§ Work order
Scan the material below for the string "random". Report every line that has it.

§ Given information
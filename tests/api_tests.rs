use std::sync::{Arc, Mutex};

use async_trait::async_trait;
use axum::{
    body::Body,
    http::{Request, StatusCode},
    Router,
};
use bytes::Bytes;
use http_body_util::BodyExt;
use serde_json::{json, Value};
use tower::ServiceExt;

use hive::api::router;
use hive::config::NodeConfig;
use hive::engine::Engine;
use hive::error::Result;
use hive::proxy::{ForwardRequest, ForwardResponse, Forwarder};
use hive::store::{KeyValueStore, MemoryStore};

/// Records forwarded requests and answers with a fixed daemon response.
#[derive(Default)]
struct RecordingForwarder {
    requests: Mutex<Vec<ForwardRequest>>,
}

#[async_trait]
impl Forwarder for RecordingForwarder {
    async fn forward(&self, request: ForwardRequest) -> Result<ForwardResponse> {
        self.requests.lock().unwrap().push(request);
        Ok(ForwardResponse {
            status: 200,
            content_type: Some("application/json".to_string()),
            body: Bytes::from_static(b"[{\"Id\":\"abc123\"}]"),
        })
    }
}

struct TestApp {
    app: Router,
    engine: Arc<Engine>,
    store: MemoryStore,
    forwarder: Arc<RecordingForwarder>,
}

/// Helper to create an app for node `A` with `B` alive in the same zone
async fn create_test_app() -> TestApp {
    let store = MemoryStore::new();
    let forwarder = Arc::new(RecordingForwarder::default());

    let config = NodeConfig::new("A", "default").with_advertise_host("10.1.1.1");
    let engine = Engine::new(config, Arc::new(store.clone()))
        .unwrap()
        .with_forwarder(forwarder.clone());
    let engine = Arc::new(engine);

    engine.heartbeat_once().await.unwrap();
    engine
        .registry()
        .heartbeat("B", "default", "10.1.1.2:4500")
        .await
        .unwrap();

    TestApp {
        app: router(Arc::clone(&engine)),
        engine,
        store,
        forwarder,
    }
}

async fn send(app: &Router, request: Request<Body>) -> (StatusCode, Bytes) {
    let response = app.clone().oneshot(request).await.unwrap();
    let status = response.status();
    let body = response.into_body().collect().await.unwrap().to_bytes();
    (status, body)
}

fn get(uri: &str) -> Request<Body> {
    Request::builder().uri(uri).body(Body::empty()).unwrap()
}

fn delete(uri: &str) -> Request<Body> {
    Request::builder()
        .method("DELETE")
        .uri(uri)
        .body(Body::empty())
        .unwrap()
}

fn post_json(uri: &str, body: Value) -> Request<Body> {
    Request::builder()
        .method("POST")
        .uri(uri)
        .header("content-type", "application/json")
        .body(Body::from(body.to_string()))
        .unwrap()
}

fn as_json(body: &Bytes) -> Value {
    serde_json::from_slice(body).unwrap()
}

#[tokio::test]
async fn test_index_and_ping() {
    let test = create_test_app().await;

    let (status, body) = send(&test.app, get("/")).await;
    assert_eq!(status, StatusCode::OK);
    assert_eq!(body, format!("Docker Hive {}", hive::VERSION));

    let (status, body) = send(&test.app, get("/ping")).await;
    assert_eq!(status, StatusCode::OK);
    assert_eq!(&body[..], b"pong");
}

#[tokio::test]
async fn test_cluster_endpoint() {
    let test = create_test_app().await;
    test.engine.elect_once().await.unwrap();

    let (status, body) = send(&test.app, get("/api/cluster")).await;
    assert_eq!(status, StatusCode::OK);

    let json = as_json(&body);
    assert_eq!(json["node"], "A");
    assert_eq!(json["role"], "leader");
    assert_eq!(json["leader"], "A");
    assert_eq!(json["term"], 1);
    assert_eq!(json["run_policy"], "random");
    assert_eq!(json["nodes"].as_array().unwrap().len(), 2);
}

#[tokio::test]
async fn test_nodes_endpoint_filters_by_zone() {
    let test = create_test_app().await;
    test.engine
        .registry()
        .heartbeat("C", "rack1", "10.1.2.1:4500")
        .await
        .unwrap();

    let (_, body) = send(&test.app, get("/api/nodes")).await;
    assert_eq!(as_json(&body).as_array().unwrap().len(), 3);

    let (_, body) = send(&test.app, get("/api/nodes?zone=rack1")).await;
    assert_eq!(as_json(&body), json!([{ "zone": "rack1", "name": "C" }]));
}

#[tokio::test]
async fn test_container_job_lifecycle() {
    let test = create_test_app().await;

    let (status, body) = send(
        &test.app,
        post_json(
            "/api/jobs/containers",
            json!({ "Name": "web", "Image": "nginx", "NumberOfInstances": 2 }),
        ),
    )
    .await;
    assert_eq!(status, StatusCode::CREATED);
    let json = as_json(&body);
    assert_eq!(json["Id"], "web");
    assert_eq!(json["Nodes"].as_array().unwrap().len(), 2);

    let (status, body) = send(&test.app, get("/api/jobs/containers/web")).await;
    assert_eq!(status, StatusCode::OK);
    assert_eq!(as_json(&body)["Image"], "nginx");

    let (_, body) = send(&test.app, get("/api/jobs/containers")).await;
    assert_eq!(as_json(&body), json!(["web"]));

    let (status, body) = send(&test.app, get("/api/assignments")).await;
    assert_eq!(status, StatusCode::OK);
    let assignments = as_json(&body);
    // A only has an entry if the random draw picked it
    assert!(assignments.as_array().unwrap().len() <= 1);

    let (status, _) = send(&test.app, delete("/api/jobs/containers/web")).await;
    assert_eq!(status, StatusCode::NO_CONTENT);

    let (status, _) = send(&test.app, delete("/api/jobs/containers/web")).await;
    assert_eq!(status, StatusCode::NOT_FOUND);

    let (status, _) = send(&test.app, get("/api/jobs/containers/web")).await;
    assert_eq!(status, StatusCode::NOT_FOUND);
}

#[tokio::test]
async fn test_submission_errors_map_to_status_codes() {
    let test = create_test_app().await;

    let (status, body) = send(
        &test.app,
        post_json(
            "/api/jobs/containers",
            json!({ "Name": "web", "Image": "nginx", "Zone": "rack9" }),
        ),
    )
    .await;
    assert_eq!(status, StatusCode::CONFLICT);
    assert!(as_json(&body)["error"].as_str().unwrap().contains("rack9"));

    let (status, _) = send(
        &test.app,
        post_json("/api/jobs/containers", json!({ "Image": "nginx" })),
    )
    .await;
    assert_eq!(status, StatusCode::BAD_REQUEST);

    test.store.set_available(false);
    let (status, _) = send(
        &test.app,
        post_json("/api/jobs/containers", json!({ "Name": "web", "Image": "nginx" })),
    )
    .await;
    assert_eq!(status, StatusCode::SERVICE_UNAVAILABLE);

    let (status, _) = send(&test.app, get("/api/cluster")).await;
    assert_eq!(status, StatusCode::SERVICE_UNAVAILABLE);
}

#[tokio::test]
async fn test_oversized_instance_count_is_a_bad_request() {
    let test = create_test_app().await;

    let (status, body) = send(
        &test.app,
        post_json(
            "/api/jobs/containers",
            json!({ "Name": "web", "Image": "nginx", "NumberOfInstances": 4294967295u32 }),
        ),
    )
    .await;
    assert_eq!(status, StatusCode::BAD_REQUEST);
    assert!(as_json(&body)["error"].as_str().unwrap().contains("exceeds"));
    assert!(test.store.keys_with_prefix("jobs:").await.unwrap().is_empty());
}

#[tokio::test]
async fn test_image_job_with_slashes_in_reference() {
    let test = create_test_app().await;

    let (status, body) = send(
        &test.app,
        post_json("/api/jobs/images", json!({ "Image": "library/nginx:latest" })),
    )
    .await;
    assert_eq!(status, StatusCode::CREATED);
    assert_eq!(as_json(&body)["Accepted"], true);

    let (status, body) = send(&test.app, get("/api/jobs/images/library/nginx:latest")).await;
    assert_eq!(status, StatusCode::OK);
    assert_eq!(as_json(&body)["Zone"], "default");

    let (status, _) = send(&test.app, delete("/api/jobs/images/library/nginx:latest")).await;
    assert_eq!(status, StatusCode::NO_CONTENT);

    let (status, _) = send(&test.app, delete("/api/jobs/images/library/nginx:latest")).await;
    assert_eq!(status, StatusCode::NOT_FOUND);
}

#[tokio::test]
async fn test_daemon_requests_are_forwarded() {
    let test = create_test_app().await;

    let (status, body) = send(&test.app, get("/v1.24/containers/json?all=1")).await;
    assert_eq!(status, StatusCode::OK);
    assert_eq!(as_json(&body)[0]["Id"], "abc123");

    let (status, _) = send(
        &test.app,
        post_json("/v1.24/containers/create", json!({ "Image": "busybox" })),
    )
    .await;
    assert_eq!(status, StatusCode::OK);

    let requests = test.forwarder.requests.lock().unwrap();
    assert_eq!(requests.len(), 2);
    assert_eq!(requests[0].method, "GET");
    assert_eq!(requests[0].path_and_query, "/v1.24/containers/json?all=1");
    assert_eq!(requests[1].method, "POST");
    assert_eq!(requests[1].content_type.as_deref(), Some("application/json"));
    assert_eq!(as_json(&requests[1].body)["Image"], "busybox");
}

#[tokio::test]
async fn test_unknown_paths_are_not_forwarded() {
    let test = create_test_app().await;

    let (status, _) = send(&test.app, get("/containers/json")).await;
    assert_eq!(status, StatusCode::NOT_FOUND);
    assert!(test.forwarder.requests.lock().unwrap().is_empty());
}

§ Answer area
    assert_eq!(json["run_policy"], "random");
    // A only has an entry if the random draw picked it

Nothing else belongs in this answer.